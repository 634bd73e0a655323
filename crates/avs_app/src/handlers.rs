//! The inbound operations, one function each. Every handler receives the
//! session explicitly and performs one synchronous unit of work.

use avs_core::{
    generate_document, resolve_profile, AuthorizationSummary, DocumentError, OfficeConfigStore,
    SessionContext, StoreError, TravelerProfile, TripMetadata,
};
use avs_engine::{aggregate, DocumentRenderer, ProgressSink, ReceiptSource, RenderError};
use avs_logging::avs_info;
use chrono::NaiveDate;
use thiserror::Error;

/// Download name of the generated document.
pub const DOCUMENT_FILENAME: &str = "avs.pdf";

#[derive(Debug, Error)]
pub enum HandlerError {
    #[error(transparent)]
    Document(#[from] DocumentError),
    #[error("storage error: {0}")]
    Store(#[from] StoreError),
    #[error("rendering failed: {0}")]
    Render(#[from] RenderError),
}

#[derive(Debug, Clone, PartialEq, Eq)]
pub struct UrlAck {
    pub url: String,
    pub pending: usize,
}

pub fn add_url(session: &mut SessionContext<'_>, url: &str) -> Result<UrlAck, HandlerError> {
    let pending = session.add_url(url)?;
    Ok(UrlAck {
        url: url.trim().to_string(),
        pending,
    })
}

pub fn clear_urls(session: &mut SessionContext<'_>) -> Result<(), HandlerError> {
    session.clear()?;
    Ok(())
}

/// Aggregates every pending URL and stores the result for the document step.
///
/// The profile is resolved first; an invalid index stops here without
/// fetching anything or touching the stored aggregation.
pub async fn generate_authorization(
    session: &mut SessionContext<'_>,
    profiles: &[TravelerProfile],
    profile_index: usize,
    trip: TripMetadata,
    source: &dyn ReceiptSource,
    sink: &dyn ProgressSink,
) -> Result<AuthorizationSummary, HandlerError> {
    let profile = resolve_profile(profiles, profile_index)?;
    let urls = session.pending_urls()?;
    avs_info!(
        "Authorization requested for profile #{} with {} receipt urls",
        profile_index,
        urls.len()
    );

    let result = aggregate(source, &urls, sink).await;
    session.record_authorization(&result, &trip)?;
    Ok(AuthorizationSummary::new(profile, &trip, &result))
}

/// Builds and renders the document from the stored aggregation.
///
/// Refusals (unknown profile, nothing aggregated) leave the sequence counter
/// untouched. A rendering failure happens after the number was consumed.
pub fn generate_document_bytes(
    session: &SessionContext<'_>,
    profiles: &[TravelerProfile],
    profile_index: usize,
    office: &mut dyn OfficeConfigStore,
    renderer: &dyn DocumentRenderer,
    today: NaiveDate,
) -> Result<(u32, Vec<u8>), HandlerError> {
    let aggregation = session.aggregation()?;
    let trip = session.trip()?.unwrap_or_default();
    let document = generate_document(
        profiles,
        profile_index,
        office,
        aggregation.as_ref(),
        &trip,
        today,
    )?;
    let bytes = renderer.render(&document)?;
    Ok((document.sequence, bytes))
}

────

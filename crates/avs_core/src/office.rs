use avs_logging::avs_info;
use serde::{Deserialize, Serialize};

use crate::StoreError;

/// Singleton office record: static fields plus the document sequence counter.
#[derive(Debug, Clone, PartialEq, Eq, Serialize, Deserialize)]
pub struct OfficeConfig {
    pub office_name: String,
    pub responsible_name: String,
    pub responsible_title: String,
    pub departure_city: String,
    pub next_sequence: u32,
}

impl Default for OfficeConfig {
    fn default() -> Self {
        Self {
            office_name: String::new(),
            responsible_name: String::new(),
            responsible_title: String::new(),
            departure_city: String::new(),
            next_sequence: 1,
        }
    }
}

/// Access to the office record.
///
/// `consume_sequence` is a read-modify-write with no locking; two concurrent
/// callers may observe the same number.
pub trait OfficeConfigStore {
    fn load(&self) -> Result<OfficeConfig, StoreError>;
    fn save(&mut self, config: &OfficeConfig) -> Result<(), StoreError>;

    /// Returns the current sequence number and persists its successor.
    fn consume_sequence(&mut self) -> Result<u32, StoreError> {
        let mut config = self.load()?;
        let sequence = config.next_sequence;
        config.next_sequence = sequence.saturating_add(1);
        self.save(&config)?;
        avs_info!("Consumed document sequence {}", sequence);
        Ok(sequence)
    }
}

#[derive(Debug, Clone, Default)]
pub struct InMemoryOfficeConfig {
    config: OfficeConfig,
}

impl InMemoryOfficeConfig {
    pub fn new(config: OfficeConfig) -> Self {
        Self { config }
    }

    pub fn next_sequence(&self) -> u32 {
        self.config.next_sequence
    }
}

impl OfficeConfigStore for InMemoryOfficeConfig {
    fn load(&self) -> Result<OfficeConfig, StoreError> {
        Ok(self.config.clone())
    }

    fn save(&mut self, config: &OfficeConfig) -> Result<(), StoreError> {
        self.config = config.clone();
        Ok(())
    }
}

────

EXERCISE: What lines hold the string "crates"? Pick them out of the data.

RESULT:
filename crates/avs_app/src/handlers.rs
filename crates/avs_core/src/office.rs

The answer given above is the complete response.